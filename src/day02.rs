use tracing::debug;

use crate::{parse_num, Params, Part, PuzzleError};

fn digits(id: u64) -> u32 {
    id.checked_ilog10().map_or(1, |d| d + 1)
}

/// Multiplying a `block`-digit number by this writes it `repeats` times in a row.
fn repeater(block: u32, repeats: u32) -> u64 {
    (0 .. repeats).map(|i| 10u64.pow(block * i)).sum()
}

fn is_repeated(id: u64, part: Part) -> bool {
    let len = digits(id);
    (1 .. len)
        .filter(|&block| len % block == 0)
        .filter(|&block| part == Part::Two || 2 * block == len)
        .any(|block| id % repeater(block, len / block) == 0)
}

pub fn solve(part: Part, input: &str, _: &Params) -> Result<u64, PuzzleError> {
    let mut total = 0;
    for range in input.trim().split(',').map(str::trim).filter(|range| !range.is_empty()) {
        let Some((start, end)) = range.split_once('-') else {
            return Err(PuzzleError::malformed(range, "expected `start-end`"));
        };
        let (start, end) = (parse_num::<u64>(start)?, parse_num::<u64>(end)?);
        let found = (start ..= end).filter(|&id| is_repeated(id, part)).sum::<u64>();
        debug!(range, found, "scanned id range");
        total += found;
    }
    Ok(total)
}

#[cfg(test)]
mod tests {
    use super::*;

    const EXAMPLE: &str = "11-22,95-115,998-1012,1188511880-1188511890,222220-222224,\
1698522-1698528,446443-446449,38593856-38593862,565653-565659,\
824824821-824824827,2121212118-2121212124";

    #[test]
    fn example() {
        let params = Params::default();
        assert_eq!(solve(Part::One, EXAMPLE, &params).unwrap(), 1227775554);
        assert_eq!(solve(Part::Two, EXAMPLE, &params).unwrap(), 4174379265);
    }

    #[test]
    fn repeated_ids() {
        assert!(is_repeated(1010, Part::One));
        assert!(!is_repeated(111, Part::One));
        assert!(is_repeated(111, Part::Two));
        assert!(is_repeated(12341234, Part::One));
        assert!(is_repeated(123123123, Part::Two));
        assert!(!is_repeated(123123124, Part::Two));
        assert!(!is_repeated(7, Part::Two));
        assert!(!is_repeated(101, Part::Two));
    }

    #[test]
    fn rejects_range_without_dash() {
        assert!(solve(Part::One, "11,22", &Params::default()).is_err());
    }
}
----
▶ **Problem to work on**
Without omitting any record, transcribe the data exactly.

▶ **Solution for this problem**
filename src/day02.rs
use tracing::debug;

use crate::{parse_num, Params, Part, PuzzleError};

fn digits(id: u64) -> u32 {
    id.checked_ilog10().map_or(1, |d| d + 1)
}

/// Multiplying a `block`-digit number by this writes it `repeats` times in a row.
fn repeater(block: u32, repeats: u32) -> u64 {
    (0 .. repeats).map(|i| 10u64.pow(block * i)).sum()
}

fn is_repeated(id: u64, part: Part) -> bool {
    let len = digits(id);
    (1 .. len)
        .filter(|&block| len % block == 0)
        .filter(|&block| part == Part::Two || 2 * block == len)
        .any(|block| id % repeater(block, len / block) == 0)
}

pub fn solve(part: Part, input: &str, _: &Params) -> Result<u64, PuzzleError> {
    let mut total = 0;
    for range in input.trim().split(',').map(str::trim).filter(|range| !range.is_empty()) {
        let Some((start, end)) = range.split_once('-') else {
            return Err(PuzzleError::malformed(range, "expected `start-end`"));
        };
        let (start, end) = (parse_num::<u64>(start)?, parse_num::<u64>(end)?);
        let found = (start ..= end).filter(|&id| is_repeated(id, part)).sum::<u64>();
        debug!(range, found, "scanned id range");
        total += found;
    }
    Ok(total)
}

#[cfg(test)]
mod tests {
    use super::*;

    const EXAMPLE: &str = "11-22,95-115,998-1012,1188511880-1188511890,222220-222224,\
1698522-1698528,446443-446449,38593856-38593862,565653-565659,\
824824821-824824827,2121212118-2121212124";

    #[test]
    fn example() {
        let params = Params::default();
        assert_eq!(solve(Part::One, EXAMPLE, &params).unwrap(), 1227775554);
        assert_eq!(solve(Part::Two, EXAMPLE, &params).unwrap(), 4174379265);
    }

    #[test]
    fn repeated_ids() {
        assert!(is_repeated(1010, Part::One));
        assert!(!is_repeated(111, Part::One));
        assert!(is_repeated(111, Part::Two));
        assert!(is_repeated(12341234, Part::One));
        assert!(is_repeated(123123123, Part::Two));
        assert!(!is_repeated(123123124, Part::Two));
        assert!(!is_repeated(7, Part::Two));
        assert!(!is_repeated(101, Part::Two));
    }

    #[test]
    fn rejects_range_without_dash() {
        assert!(solve(Part::One, "11,22", &Params::default()).is_err());
    }
}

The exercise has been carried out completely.